## PROBLEM DESCRIPTION
Look through the entries below and count the lines with "routing" in them; the reply is the number alone.

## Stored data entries
=== Section Start ===

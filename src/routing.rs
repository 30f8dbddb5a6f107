//! Application router configuration with protected and unprotected route definitions.

use axum::{
    Router, middleware,
    response::Redirect,
    routing::{delete, get, post, put},
};
use tower_http::services::ServeDir;

use crate::{
    AppState,
    auth::{
        auth_guard, auth_guard_hx, get_log_in_page, get_log_out, get_register_page, post_log_in,
        register_user,
    },
    category::{
        create_category_endpoint, delete_category_endpoint, get_categories_page,
        get_new_category_page,
    },
    dashboard::get_dashboard_page,
    endpoints,
    goal::{create_goal_endpoint, delete_goal_endpoint, get_goals_page, get_new_goal_page},
    internal_server_error::get_internal_server_error_page,
    not_found::get_404_not_found,
    report::{get_report_export, get_reports_page},
    schedule::{
        create_scheduled_endpoint, delete_scheduled_endpoint, get_edit_scheduled_page,
        get_new_scheduled_page, get_schedule_page, pay_scheduled_endpoint,
        update_scheduled_endpoint,
    },
    subscription::{
        billing_webhook_endpoint, get_plans_page, subscription_guard, update_plan_config_endpoint,
    },
    transaction::{
        create_transaction_endpoint, delete_transaction_endpoint, edit_transaction_endpoint,
        get_edit_transaction_page, get_new_transaction_page, get_transactions_page,
    },
};

/// Return a router with all the app's routes.
pub fn build_router(state: AppState) -> Router {
    let unprotected_routes = Router::new()
        .route(endpoints::LOG_IN_VIEW, get(get_log_in_page))
        .route(endpoints::LOG_IN_API, post(post_log_in))
        .route(endpoints::LOG_OUT, get(get_log_out))
        .route(endpoints::REGISTER_VIEW, get(get_register_page))
        .route(endpoints::USERS, post(register_user))
        .route(
            endpoints::INTERNAL_ERROR_VIEW,
            get(get_internal_server_error_page),
        )
        .route(endpoints::BILLING_WEBHOOK, post(billing_webhook_endpoint));

    // Paid features. Route layers run after the auth guard below has set the user ID.
    let subscriber_routes = Router::new()
        .route(endpoints::REPORTS_VIEW, get(get_reports_page))
        .route(endpoints::REPORT_EXPORT, get(get_report_export))
        .route_layer(middleware::from_fn_with_state(
            state.clone(),
            subscription_guard,
        ));

    let protected_routes = Router::new()
        .route(endpoints::ROOT, get(get_index_page))
        .route(endpoints::DASHBOARD_VIEW, get(get_dashboard_page))
        .route(endpoints::TRANSACTIONS_VIEW, get(get_transactions_page))
        .route(endpoints::NEW_TRANSACTION_VIEW, get(get_new_transaction_page))
        .route(
            endpoints::EDIT_TRANSACTION_VIEW,
            get(get_edit_transaction_page),
        )
        .route(endpoints::SCHEDULE_VIEW, get(get_schedule_page))
        .route(endpoints::NEW_SCHEDULED_VIEW, get(get_new_scheduled_page))
        .route(endpoints::EDIT_SCHEDULED_VIEW, get(get_edit_scheduled_page))
        .route(endpoints::GOALS_VIEW, get(get_goals_page))
        .route(endpoints::NEW_GOAL_VIEW, get(get_new_goal_page))
        .route(endpoints::CATEGORIES_VIEW, get(get_categories_page))
        .route(endpoints::NEW_CATEGORY_VIEW, get(get_new_category_page))
        .route(endpoints::PLANS_VIEW, get(get_plans_page))
        .merge(subscriber_routes)
        .layer(middleware::from_fn_with_state(state.clone(), auth_guard));

    // These POST/PUT/DELETE routes need to use the HX-REDIRECT header for auth redirects to work properly for HTMX requests.
    let protected_routes = protected_routes.merge(
        Router::new()
            .route(
                endpoints::TRANSACTIONS_API,
                post(create_transaction_endpoint),
            )
            .route(
                endpoints::TRANSACTION,
                put(edit_transaction_endpoint).delete(delete_transaction_endpoint),
            )
            .route(endpoints::SCHEDULED_API, post(create_scheduled_endpoint))
            .route(
                endpoints::SCHEDULED,
                put(update_scheduled_endpoint).delete(delete_scheduled_endpoint),
            )
            .route(endpoints::PAY_SCHEDULED, post(pay_scheduled_endpoint))
            .route(endpoints::GOALS_API, post(create_goal_endpoint))
            .route(endpoints::GOAL, delete(delete_goal_endpoint))
            .route(endpoints::CATEGORIES_API, post(create_category_endpoint))
            .route(
                endpoints::CATEGORY,
                delete(delete_category_endpoint),
            )
            .route(endpoints::PLAN_CONFIG_API, put(update_plan_config_endpoint))
            .layer(middleware::from_fn_with_state(state.clone(), auth_guard_hx)),
    );

    protected_routes
        .merge(unprotected_routes)
        .nest_service(endpoints::STATIC, ServeDir::new("static/"))
        .fallback(get_404_not_found)
        .with_state(state)
}

/// The root path '/' redirects to the dashboard page.
async fn get_index_page() -> Redirect {
    Redirect::to(endpoints::DASHBOARD_VIEW)
}
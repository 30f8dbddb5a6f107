//! Receives subscription events from the billing provider and keeps the
//! local subscription records in sync with them.
//!
//! Events are signed with a shared secret, may arrive more than once and may
//! arrive out of order. Each event ID is recorded in the same SQL transaction
//! that applies it, so a repeated delivery has no effect, and a record is only
//! overwritten by an event at least as new as the last one applied to it.

use std::sync::{Arc, Mutex};

use axum::{
    Json,
    extract::{FromRef, State},
    http::{HeaderMap, StatusCode},
    response::{IntoResponse, Response},
};
use hmac::{Hmac, Mac};
use rusqlite::Connection;
use serde::Deserialize;
use serde_json::json;
use sha2::Sha256;
use time::OffsetDateTime;

use crate::{
    AppState, Error,
    auth::{UserID, get_user_by_id},
    db::with_transaction,
    subscription::{
        core::PlanType,
        plan::{PlanConfig, get_plan_config},
    },
};

type HmacSha256 = Hmac<Sha256>;

/// The request header that carries the event signature, `t=<unix seconds>,v1=<hex digest>`.
pub const SIGNATURE_HEADER: &str = "billing-signature";

const CHECKOUT_COMPLETED: &str = "checkout.session.completed";
const SUBSCRIPTION_UPDATED: &str = "customer.subscription.updated";
const SUBSCRIPTION_DELETED: &str = "customer.subscription.deleted";

/// Check that `header` holds an HMAC-SHA256 signature of `"{t}.{body}"` made with `secret`.
///
/// The header may list several `v1` signatures, e.g. while the secret is being
/// rotated, and any one of them matching is enough.
///
/// # Errors
/// Returns [Error::InvalidSignature] if the header is malformed or no signature matches.
pub fn verify_signature(header: &str, body: &str, secret: &str) -> Result<(), Error> {
    let mut timestamp = None;
    let mut signatures = Vec::new();

    for part in header.split(',') {
        match part.trim().split_once('=') {
            Some(("t", value)) => timestamp = Some(value),
            Some(("v1", value)) => signatures.push(value),
            _ => {}
        }
    }

    let timestamp = timestamp.ok_or(Error::InvalidSignature)?;
    let mut mac =
        HmacSha256::new_from_slice(secret.as_bytes()).map_err(|_| Error::InvalidSignature)?;
    mac.update(timestamp.as_bytes());
    mac.update(b".");
    mac.update(body.as_bytes());

    let is_valid = signatures
        .into_iter()
        .filter_map(|signature| hex::decode(signature).ok())
        .any(|signature| mac.clone().verify_slice(&signature).is_ok());

    if is_valid {
        Ok(())
    } else {
        Err(Error::InvalidSignature)
    }
}

/// An event sent by the billing provider.
#[derive(Debug, Clone, Deserialize)]
pub struct BillingEvent {
    pub id: String,
    #[serde(rename = "type")]
    pub event_type: String,
    /// When the provider created the event, in Unix seconds.
    pub created: i64,
    pub data: EventData,
}

#[derive(Debug, Clone, Deserialize)]
pub struct EventData {
    /// The object the event is about, its shape depends on the event type.
    pub object: serde_json::Value,
}

#[derive(Debug, Deserialize)]
struct CheckoutSession {
    #[serde(default)]
    metadata: CheckoutMetadata,
    customer: String,
    /// The subscription the checkout created, expanded in place.
    subscription: ProviderSubscription,
}

#[derive(Debug, Default, Deserialize)]
struct CheckoutMetadata {
    user_id: Option<String>,
}

#[derive(Debug, Deserialize)]
struct ProviderSubscription {
    id: String,
    status: String,
    #[serde(default)]
    cancel_at_period_end: bool,
    current_period_start: Option<i64>,
    current_period_end: Option<i64>,
    #[serde(default)]
    items: Option<SubscriptionItems>,
}

#[derive(Debug, Deserialize)]
struct SubscriptionItems {
    data: Vec<SubscriptionItem>,
}

#[derive(Debug, Deserialize)]
struct SubscriptionItem {
    price: Price,
}

#[derive(Debug, Deserialize)]
struct Price {
    id: String,
    recurring: Option<PriceRecurring>,
}

#[derive(Debug, Deserialize)]
struct PriceRecurring {
    interval: String,
}

impl ProviderSubscription {
    /// The plan of the first subscription item, if the event lists any items.
    fn plan_type(&self, plans: &PlanConfig) -> Option<PlanType> {
        let price = &self.items.as_ref()?.data.first()?.price;
        let interval = price
            .recurring
            .as_ref()
            .map(|recurring| recurring.interval.as_str());

        Some(plans.plan_type_for_price(&price.id, interval))
    }

    fn period_start(&self) -> Result<Option<OffsetDateTime>, Error> {
        self.current_period_start.map(parse_timestamp).transpose()
    }

    fn period_end(&self) -> Result<Option<OffsetDateTime>, Error> {
        self.current_period_end.map(parse_timestamp).transpose()
    }
}

fn parse_timestamp(timestamp: i64) -> Result<OffsetDateTime, Error> {
    OffsetDateTime::from_unix_timestamp(timestamp)
        .map_err(|error| Error::MalformedBillingEvent(format!("invalid timestamp: {error}")))
}

fn parse_object<T: for<'de> Deserialize<'de>>(event: &BillingEvent) -> Result<T, Error> {
    serde_json::from_value(event.data.object.clone()).map_err(|error| {
        Error::MalformedBillingEvent(format!("invalid {} object: {error}", event.event_type))
    })
}

/// What happened to a billing event that passed the signature check.
#[derive(Debug, Clone, Copy, PartialEq, Eq)]
pub enum Reconciliation {
    /// The event changed a subscription record.
    Applied,
    /// The subscription is unknown or already reflects a newer event.
    Stale,
    /// The event ID was seen before.
    Duplicate,
    /// The event type does not affect subscriptions.
    Ignored,
}

/// Apply a billing event to the subscription records.
///
/// # Errors
/// Returns [Error::MalformedBillingEvent] if the event object is missing a
/// required field or names an unknown user. Nothing is written in that case,
/// so the provider may retry a corrected event with the same ID.
pub fn reconcile_event(
    event: &BillingEvent,
    plans: &PlanConfig,
    received_at: OffsetDateTime,
    connection: &Connection,
) -> Result<Reconciliation, Error> {
    with_transaction(connection, |connection| {
        let is_new = connection.execute(
            "INSERT OR IGNORE INTO billing_event (id, type, received_at) VALUES (?1, ?2, ?3)",
            (&event.id, &event.event_type, received_at),
        )? == 1;

        if !is_new {
            return Ok(Reconciliation::Duplicate);
        }

        match event.event_type.as_str() {
            CHECKOUT_COMPLETED => apply_checkout(event, plans, connection),
            SUBSCRIPTION_UPDATED => apply_update(event, plans, connection),
            SUBSCRIPTION_DELETED => apply_deletion(event, connection),
            _ => Ok(Reconciliation::Ignored),
        }
    })
}

fn apply_checkout(
    event: &BillingEvent,
    plans: &PlanConfig,
    connection: &Connection,
) -> Result<Reconciliation, Error> {
    let session: CheckoutSession = parse_object(event)?;

    let user_id = session
        .metadata
        .user_id
        .as_deref()
        .and_then(|user_id| user_id.trim().parse::<i64>().ok())
        .map(UserID::new)
        .ok_or_else(|| Error::MalformedBillingEvent("missing user ID in metadata".to_owned()))?;

    match get_user_by_id(user_id, connection) {
        Ok(_) => {}
        Err(Error::NotFound) => {
            return Err(Error::MalformedBillingEvent(format!(
                "user {user_id} does not exist"
            )));
        }
        Err(error) => return Err(error),
    }

    let subscription = &session.subscription;
    let plan_type = subscription
        .plan_type(plans)
        .unwrap_or(PlanType::Monthly);

    let rows_changed = connection.execute(
        "INSERT INTO subscription (user_id, customer_id, subscription_id, status, plan_type,
            current_period_start, current_period_end, cancel_at_period_end, last_event_at)
         VALUES (?1, ?2, ?3, ?4, ?5, ?6, ?7, ?8, ?9)
         ON CONFLICT(user_id) DO UPDATE SET
            customer_id = excluded.customer_id,
            subscription_id = excluded.subscription_id,
            status = excluded.status,
            plan_type = excluded.plan_type,
            current_period_start = excluded.current_period_start,
            current_period_end = excluded.current_period_end,
            cancel_at_period_end = excluded.cancel_at_period_end,
            last_event_at = excluded.last_event_at
         WHERE excluded.last_event_at >= subscription.last_event_at",
        (
            user_id,
            &session.customer,
            &subscription.id,
            &subscription.status,
            plan_type,
            subscription.period_start()?,
            subscription.period_end()?,
            subscription.cancel_at_period_end,
            event.created,
        ),
    )?;

    if rows_changed == 0 {
        return Ok(Reconciliation::Stale);
    }

    tracing::info!(
        "subscription {} for user {user_id} is now {} on the {plan_type} plan",
        subscription.id,
        subscription.status
    );

    Ok(Reconciliation::Applied)
}

fn apply_update(
    event: &BillingEvent,
    plans: &PlanConfig,
    connection: &Connection,
) -> Result<Reconciliation, Error> {
    let subscription: ProviderSubscription = parse_object(event)?;
    let plan_type = subscription.plan_type(plans);

    // Missing periods and items keep the stored values.
    let rows_changed = connection.execute(
        "UPDATE subscription SET
            status = ?1,
            cancel_at_period_end = ?2,
            current_period_start = COALESCE(?3, current_period_start),
            current_period_end = COALESCE(?4, current_period_end),
            plan_type = COALESCE(?5, plan_type),
            last_event_at = ?6
         WHERE subscription_id = ?7 AND last_event_at <= ?6",
        (
            &subscription.status,
            subscription.cancel_at_period_end,
            subscription.period_start()?,
            subscription.period_end()?,
            plan_type,
            event.created,
            &subscription.id,
        ),
    )?;

    if rows_changed == 0 {
        tracing::info!(
            "ignored update for subscription {}, it is unknown or has a newer event",
            subscription.id
        );
        return Ok(Reconciliation::Stale);
    }

    tracing::info!(
        "subscription {} updated to {}",
        subscription.id,
        subscription.status
    );

    Ok(Reconciliation::Applied)
}

fn apply_deletion(event: &BillingEvent, connection: &Connection) -> Result<Reconciliation, Error> {
    #[derive(Deserialize)]
    struct DeletedSubscription {
        id: String,
    }

    let subscription: DeletedSubscription = parse_object(event)?;

    let rows_changed = connection.execute(
        "UPDATE subscription SET status = 'canceled', last_event_at = ?1
         WHERE subscription_id = ?2 AND last_event_at <= ?1",
        (event.created, &subscription.id),
    )?;

    if rows_changed == 0 {
        tracing::info!(
            "ignored cancellation of subscription {}, it is unknown or has a newer event",
            subscription.id
        );
        return Ok(Reconciliation::Stale);
    }

    tracing::info!("subscription {} canceled", subscription.id);

    Ok(Reconciliation::Applied)
}

/// The state needed to receive billing events.
#[derive(Debug, Clone)]
pub struct BillingWebhookState {
    pub db_connection: Arc<Mutex<Connection>>,
    pub billing_webhook_secret: Option<String>,
}

impl FromRef<AppState> for BillingWebhookState {
    fn from_ref(state: &AppState) -> Self {
        Self {
            db_connection: state.db_connection.clone(),
            billing_webhook_secret: state.billing_webhook_secret.clone(),
        }
    }
}

/// Verify, parse and apply an event from the billing provider.
///
/// Every event that passes the signature check and parses is acknowledged
/// with 200, including duplicates and event types that are not handled.
pub async fn billing_webhook_endpoint(
    State(state): State<BillingWebhookState>,
    headers: HeaderMap,
    body: String,
) -> Response {
    match handle_billing_event(&state, &headers, &body) {
        Ok(event) => Json(json!({ "received": true, "event": event })).into_response(),
        Err(error) => webhook_error_response(error),
    }
}

fn handle_billing_event(
    state: &BillingWebhookState,
    headers: &HeaderMap,
    body: &str,
) -> Result<String, Error> {
    let secret = state
        .billing_webhook_secret
        .as_deref()
        .ok_or(Error::BillingNotConfigured)?;

    let signature = headers
        .get(SIGNATURE_HEADER)
        .and_then(|value| value.to_str().ok())
        .ok_or(Error::InvalidSignature)?;
    verify_signature(signature, body, secret)?;

    let event: BillingEvent = serde_json::from_str(body)
        .map_err(|error| Error::MalformedBillingEvent(error.to_string()))?;

    let connection = state
        .db_connection
        .lock()
        .inspect_err(|error| tracing::error!("could not acquire database lock: {error}"))
        .map_err(|_| Error::DatabaseLockError)?;

    let plans = get_plan_config(&connection)?;
    let outcome = reconcile_event(&event, &plans, OffsetDateTime::now_utc(), &connection)?;

    match outcome {
        Reconciliation::Duplicate => {
            tracing::info!("duplicate billing event {} ignored", event.id)
        }
        Reconciliation::Ignored => {
            tracing::debug!("billing event {} of type {} ignored", event.id, event.event_type)
        }
        Reconciliation::Applied | Reconciliation::Stale => {
            tracing::info!("billing event {} reconciled: {outcome:?}", event.id)
        }
    }

    Ok(event.event_type)
}

fn webhook_error_response(error: Error) -> Response {
    let status_code = match &error {
        Error::BillingNotConfigured => {
            tracing::warn!("rejected billing event, no webhook secret is configured");
            StatusCode::SERVICE_UNAVAILABLE
        }
        Error::InvalidSignature => {
            tracing::warn!("rejected billing event with an invalid signature");
            StatusCode::UNAUTHORIZED
        }
        Error::MalformedBillingEvent(_) => {
            tracing::warn!("rejected billing event: {error}");
            StatusCode::BAD_REQUEST
        }
        _ => {
            tracing::error!("could not process billing event: {error}");
            StatusCode::INTERNAL_SERVER_ERROR
        }
    };

    (status_code, Json(json!({ "error": error.to_string() }))).into_response()
}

=== Section End ===

## RESPONSE
2